A segunda coisa que Joseph tomou sobre si mesmo é “o mistério: ele leva a paternidade e o mistério nas mãos”. É “o mistério que ouvimos na primeira leitura, na passagem de Jeremias” (23, 5-8). “O grande mistério que começa aqui – explicou Francesco – é levar as pessoas de volta a Deus”. Na realidade, “não era o mistério de sair da escravidão do Egito: isso era re-conduzir, o mistério da recriação que, como diz a liturgia, é mais maravilhoso do que a criação”. E “Joseph leva este mistério em suas mãos e ajuda com o seu silêncio, com a sua obra, até o momento em que Deus o chama para si mesmo”.

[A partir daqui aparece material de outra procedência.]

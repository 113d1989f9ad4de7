//! Periodic triangle mesh on a square torus.
//!
//! [`PeriodicMesh`] owns three slotmap arenas (points, edges, triangles), an
//! index from [`EdgeSignature`] to edge key, and a [`ChunkGrid`] used to find
//! the triangle covering a position.
//!
//! # Chunk-relative references
//!
//! Every stored point has canonical coordinates in `[0, size)²`. Edges and
//! triangles refer to their corners through [`LocalPoint`]s; the offset of the
//! first corner is always `(0, 0)` and the other offsets say in which copy of
//! the domain the corner sits relative to the first one.
//!
//! # Views
//!
//! [`PointView`], [`EdgeView`] and [`TriangleView`] borrow the mesh and carry an
//! extra frame offset, so walking from a triangle to its neighbour keeps the
//! geometry continuous across the domain border. The borrow checker keeps a
//! view from outliving a mutation of the mesh.
//!
//! # Invariants
//!
//! - Triangles are stored counter-clockwise in resolved coordinates.
//! - Each edge is shared by at most two triangles; an edge left with no
//!   triangle by [`PeriodicMesh::remove_triangle`] is deleted.
//! - Point, edge and triangle adjacency lists agree with each other.
//! - Every triangle is registered in each chunk its bounding box touches.

use crate::core::collections::{
    ChunkGrid, FastHashMap, PointEdgeBuffer, StorageMap, TriangleKeyBuffer,
    fast_hash_map_with_capacity,
};
use crate::core::edge::{EdgeSignature, EdgeView, MeshEdge};
use crate::core::local_point::{ChunkOffset, LocalPoint};
use crate::core::triangle::{MeshTriangle, TriangleView};
use crate::core::vertex::{MeshPoint, PointView};
use crate::geometry::point::Point2;
use crate::geometry::predicates::{is_on_triangle, signed_area2};
use crate::topology::spaces::toroidal::{ToroidalSpace, ToroidalSpaceError};
use slotmap::new_key_type;

// =============================================================================
// KEYS
// =============================================================================

new_key_type! {
    /// Key of a point in a [`PeriodicMesh`].
    pub struct PointKey;
}

new_key_type! {
    /// Key of an edge in a [`PeriodicMesh`].
    pub struct EdgeKey;
}

new_key_type! {
    /// Key of a triangle in a [`PeriodicMesh`].
    pub struct TriangleKey;
}

// =============================================================================
// ERROR TYPES
// =============================================================================

/// Errors reported by the checked mutation paths.
#[derive(Clone, Debug, thiserror::Error, PartialEq, Eq)]
#[non_exhaustive]
pub enum MeshError {
    /// A key does not refer to a live point.
    #[error("Stale point key {point:?}")]
    StalePoint {
        /// The stale key.
        point: PointKey,
    },
    /// Adding the triangle would give an edge a third triangle.
    #[error("Edge {edge:?} already has two triangles")]
    NonManifoldEdge {
        /// The saturated edge.
        edge: EdgeKey,
    },
}

// =============================================================================
// VALIDATION TYPES
// =============================================================================

/// Structural inconsistencies detected by [`PeriodicMesh::is_valid`].
#[derive(Clone, Debug, thiserror::Error, PartialEq, Eq)]
#[non_exhaustive]
pub enum MeshValidationError {
    /// A point's position or adjacency lists are inconsistent.
    #[error("Point {point:?}: {message}")]
    InconsistentPoint {
        /// The offending point.
        point: PointKey,
        /// What went wrong.
        message: String,
    },
    /// An edge's endpoints or triangle slots are inconsistent.
    #[error("Edge {edge:?}: {message}")]
    InconsistentEdge {
        /// The offending edge.
        edge: EdgeKey,
        /// What went wrong.
        message: String,
    },
    /// A triangle's corners, edges or orientation are inconsistent.
    #[error("Triangle {triangle:?}: {message}")]
    InconsistentTriangle {
        /// The offending triangle.
        triangle: TriangleKey,
        /// What went wrong.
        message: String,
    },
    /// The signature index disagrees with the edge arena.
    #[error("Edge index out of sync: {message}")]
    EdgeIndex {
        /// What went wrong.
        message: String,
    },
}

/// Classifies invariants for diagnostic reports.
#[derive(Clone, Copy, Debug, PartialEq, Eq, Hash)]
pub enum InvariantKind {
    /// Point positions lie in the fundamental domain.
    PointPosition,
    /// Point adjacency lists match edges and triangles.
    PointAdjacency,
    /// Edge triangle slots match triangles; no orphaned edges.
    EdgeAdjacency,
    /// Triangle corners, edges, offsets and orientation.
    TriangleStructure,
    /// Signature index matches the edge arena.
    EdgeIndex,
    /// Triangles are registered in every chunk they overlap.
    ChunkRegistration,
}

/// A single invariant violation recorded during validation diagnostics.
#[derive(Clone, Debug)]
pub struct InvariantViolation {
    /// The kind of invariant that failed.
    pub kind: InvariantKind,
    /// The detailed validation error explaining the failure.
    pub error: MeshValidationError,
}

/// Aggregate report of one or more validation failures.
#[derive(Clone, Debug, Default)]
pub struct MeshValidationReport {
    /// The ordered list of invariant violations that occurred.
    pub violations: Vec<InvariantViolation>,
}

impl MeshValidationReport {
    /// Returns `true` if no violations were recorded.
    #[must_use]
    pub const fn is_empty(&self) -> bool {
        self.violations.is_empty()
    }

    fn push(&mut self, kind: InvariantKind, error: MeshValidationError) {
        self.violations.push(InvariantViolation { kind, error });
    }
}

// =============================================================================
// MESH STRUCT
// =============================================================================

/// Periodic triangle mesh on a square torus of side `domain_size`.
#[derive(Clone, Debug)]
pub struct PeriodicMesh {
    space: ToroidalSpace,
    points: StorageMap<PointKey, MeshPoint>,
    edges: StorageMap<EdgeKey, MeshEdge>,
    triangles: StorageMap<TriangleKey, MeshTriangle>,
    edge_index: FastHashMap<EdgeSignature, EdgeKey>,
    chunks: ChunkGrid,
    generation: u64,
}
//! Mesh triangles and triangle views.
//!
//! Corners are stored counter-clockwise with the first corner at offset
//! `(0, 0)`. Side `i` joins corner `i` to corner `(i + 1) % 3`.

use crate::core::collections::SmallBuffer;
use crate::core::edge::EdgeView;
use crate::core::local_point::{ChunkOffset, LocalPoint};
use crate::core::periodic_mesh::{EdgeKey, PeriodicMesh, PointKey, TriangleKey};
use crate::core::vertex::PointView;
use crate::geometry::point::Point2;
use crate::geometry::predicates::{
    barycentric, is_on_triangle, segment_intersection, signed_area2, triangle_omega,
};

// =============================================================================
// STORED TRIANGLE
// =============================================================================

/// Stored triangle record.
#[derive(Clone, Debug)]
pub struct MeshTriangle {
    points: [LocalPoint; 3],
    edges: [EdgeKey; 3],
}

impl MeshTriangle {
    pub(crate) const fn new(points: [LocalPoint; 3], edges: [EdgeKey; 3]) -> Self {
        Self { points, edges }
    }

    #[inline]
    #[must_use]
    pub const fn points(&self) -> [LocalPoint; 3] {
        self.points
    }

    #[inline]
    #[must_use]
    pub const fn edges(&self) -> [EdgeKey; 3] {
        self.edges
    }

    #[must_use]
    pub fn contains_point(&self, key: PointKey) -> bool {
        self.points.iter().any(|lp| lp.point == key)
    }

    /// Corner index of `key`, if it is a corner.
    #[must_use]
    pub fn corner_of(&self, key: PointKey) -> Option<usize> {
        self.points.iter().position(|lp| lp.point == key)
    }
}

// =============================================================================
// TRIANGLE VIEW
// =============================================================================

/// A triangle seen from a particular chunk.
#[derive(Clone, Copy, Debug)]
pub struct TriangleView<'m> {
    mesh: &'m PeriodicMesh,
    key: TriangleKey,
    offset: ChunkOffset,
}

impl<'m> TriangleView<'m> {
    pub(crate) const fn new(mesh: &'m PeriodicMesh, key: TriangleKey, offset: ChunkOffset) -> Self {
        Self { mesh, key, offset }
    }

    #[inline]
    #[must_use]
    pub const fn key(&self) -> TriangleKey {
        self.key
    }

    /// Translation applied to the stored corners.
    #[inline]
    #[must_use]
    pub const fn offset(&self) -> ChunkOffset {
        self.offset
    }

    #[must_use]
    pub fn data(&self) -> &'m MeshTriangle {
        self.mesh.triangle(self.key)
    }

    /// Corner `index` as a chunk-relative point in this view's frame.
    #[must_use]
    pub fn local(&self, index: usize) -> LocalPoint {
        self.data().points()[index].shifted(self.offset)
    }

    #[must_use]
    pub fn point(&self, index: usize) -> PointView<'m> {
        let corner = self.local(index);
        PointView::new(self.mesh, corner.point, corner.offset)
    }

    #[must_use]
    pub fn points(&self) -> [PointView<'m>; 3] {
        [self.point(0), self.point(1), self.point(2)]
    }

    #[must_use]
    pub fn positions(&self) -> [Point2; 3] {
        self.mesh.triangle_positions(self.data(), self.offset)
    }

    /// Side `index`, in this view's frame.
    #[must_use]
    pub fn edge(&self, index: usize) -> EdgeView<'m> {
        let data = self.data();
        let frame = self.mesh.edge_frame_in_triangle(data, index, self.offset);
        EdgeView::new(self.mesh, data.edges()[index], frame)
    }

    #[must_use]
    pub fn edges(&self) -> [EdgeView<'m>; 3] {
        [self.edge(0), self.edge(1), self.edge(2)]
    }

    /// Side index of `edge`, if it is a side of this triangle.
    #[must_use]
    pub fn edge_index(&self, edge: EdgeKey) -> Option<usize> {
        self.data().edges().iter().position(|&e| e == edge)
    }

    /// Triangle across side `index`, placed so the shared side coincides.
    #[must_use]
    pub fn neighbor(&self, index: usize) -> Option<TriangleView<'m>> {
        let side = self.edge(index);
        let other = side.data().other_triangle(self.key)?;
        let (_, frame) = self
            .mesh
            .triangle_frame_across(other, side.key(), side.offset())?;
        Some(TriangleView::new(self.mesh, other, frame))
    }

    #[must_use]
    pub fn neighbors(&self) -> [Option<TriangleView<'m>>; 3] {
        [self.neighbor(0), self.neighbor(1), self.neighbor(2)]
    }

    #[must_use]
    pub fn centroid(&self) -> Point2 {
        let [a, b, c] = self.positions();
        (a + b + c) * (1.0 / 3.0)
    }

    /// Circumcenter; `None` for a degenerate triangle.
    #[must_use]
    pub fn circumcenter(&self) -> Option<Point2> {
        let [a, b, c] = self.positions();
        triangle_omega(a, b, c)
    }

    #[must_use]
    pub fn area(&self) -> f64 {
        let [a, b, c] = self.positions();
        0.5 * signed_area2(a, b, c)
    }

    /// `pos` lies inside or on the boundary of the resolved triangle.
    #[must_use]
    pub fn contains(&self, pos: Point2) -> bool {
        let [a, b, c] = self.positions();
        is_on_triangle(pos, a, b, c)
    }

    /// Barycentric weights of `pos`, in corner order.
    #[must_use]
    pub fn barycentric(&self, pos: Point2) -> Option<[f64; 3]> {
        let [a, b, c] = self.positions();
        barycentric(pos, a, b, c)
    }

    /// Crossings of the segment `from → to` with the triangle's sides, as
    /// `(side index, point)` pairs.
    #[must_use]
    pub fn intersect_segment(&self, from: Point2, to: Point2) -> SmallBuffer<(usize, Point2), 3> {
        let corners = self.positions();
        (0..3)
            .filter_map(|i| {
                segment_intersection(from, to, corners[i], corners[(i + 1) % 3]).map(|p| (i, p))
            })
            .collect()
    }
}

#[cfg(test)]
mod tests {
    use super::*;
    use approx::assert_relative_eq;

    #[test]
    fn test_view_geometry() {
        let mut mesh = PeriodicMesh::new(10.0).unwrap();
        let a = LocalPoint::at_origin(mesh.add_point(Point2::new(9.0, 1.0)).key());
        let b = LocalPoint::new(
            mesh.add_point(Point2::new(1.0, 1.0)).key(),
            ChunkOffset::new(1, 0),
        );
        let c = LocalPoint::new(
            mesh.add_point(Point2::new(0.0, 3.0)).key(),
            ChunkOffset::new(1, 0),
        );
        let t = mesh.add_triangle_unchecked(a, b, c);
        let view = mesh.triangle_view(t);

        let [pa, pb, pc] = view.positions();
        assert_relative_eq!(pa.x, 9.0);
        assert_relative_eq!(pb.x, 11.0);
        assert_relative_eq!(pc.x, 10.0);
        assert_relative_eq!(view.area(), 2.0);
        let centroid = view.centroid();
        assert_relative_eq!(centroid.x, 10.0);
        assert_relative_eq!(centroid.y, 5.0 / 3.0);
        assert!(view.contains(centroid));

        let center = view.circumcenter().unwrap();
        assert_relative_eq!(center.distance(pa), center.distance(pc), epsilon = 1e-12);

        let w = view.barycentric(pa).unwrap();
        assert_relative_eq!(w[0], 1.0, epsilon = 1e-12);

        let hits = view.intersect_segment(Point2::new(8.0, 1.5), Point2::new(12.0, 1.5));
        assert_eq!(hits.len(), 2);

        // Every side's frame reproduces the triangle's own corners.
        for (i, side) in view.edges().iter().enumerate() {
            let ends = side.positions();
            let corners = view.positions();
            let from = corners[i];
            let to = corners[(i + 1) % 3];
            assert!(
                (ends[0] == from && ends[1] == to) || (ends[0] == to && ends[1] == from),
                "side {i} misplaced"
            );
        }

        let shifted = mesh.triangle_view_at(t, ChunkOffset::new(-1, 0));
        assert_relative_eq!(shifted.positions()[0].x, -1.0);
        assert!(shifted.neighbors().iter().all(Option::is_none));
    }
}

“Deste homem que se encarregou da paternidade e do mistério – apontou o Pontífice – é a sombra do Pai, a sombra de Deus Pai”. E “se Jesus aprendeu a dizer” pai “,” pai “, a seu Pai que conheceu como Deus, ele o aprendeu da vida, do testemunho de José: o homem que guarda, o homem que faz crescer, o ‘homem que exerce toda paternidade e todo mistério, mas não toma nada por si mesmo. Nada. ”

Giuseppe “está lá, silencioso”, reiterou Francesco. «Isto – acrescentou ele – é o grande Joseph, de quem Deus precisava continuar o mistério da re-direção do povo para a nova criação». Precisamente, seu “exemplo – o Papa concluiu – nos ensina tantas coisas que podemos refletir, mas, acima de tudo, nos da coragem de ir até ele quando não entendemos muitas coisas, quando temos tantos problemas, tanta angústia, tantas obscuridades, e simplesmente dizer-lhe: “Ajude-nos, vocês que sabem a andar no escuro, vocês que sabem ouvir a voz de Deus, vocês que sabem como continuar em silêncio” ».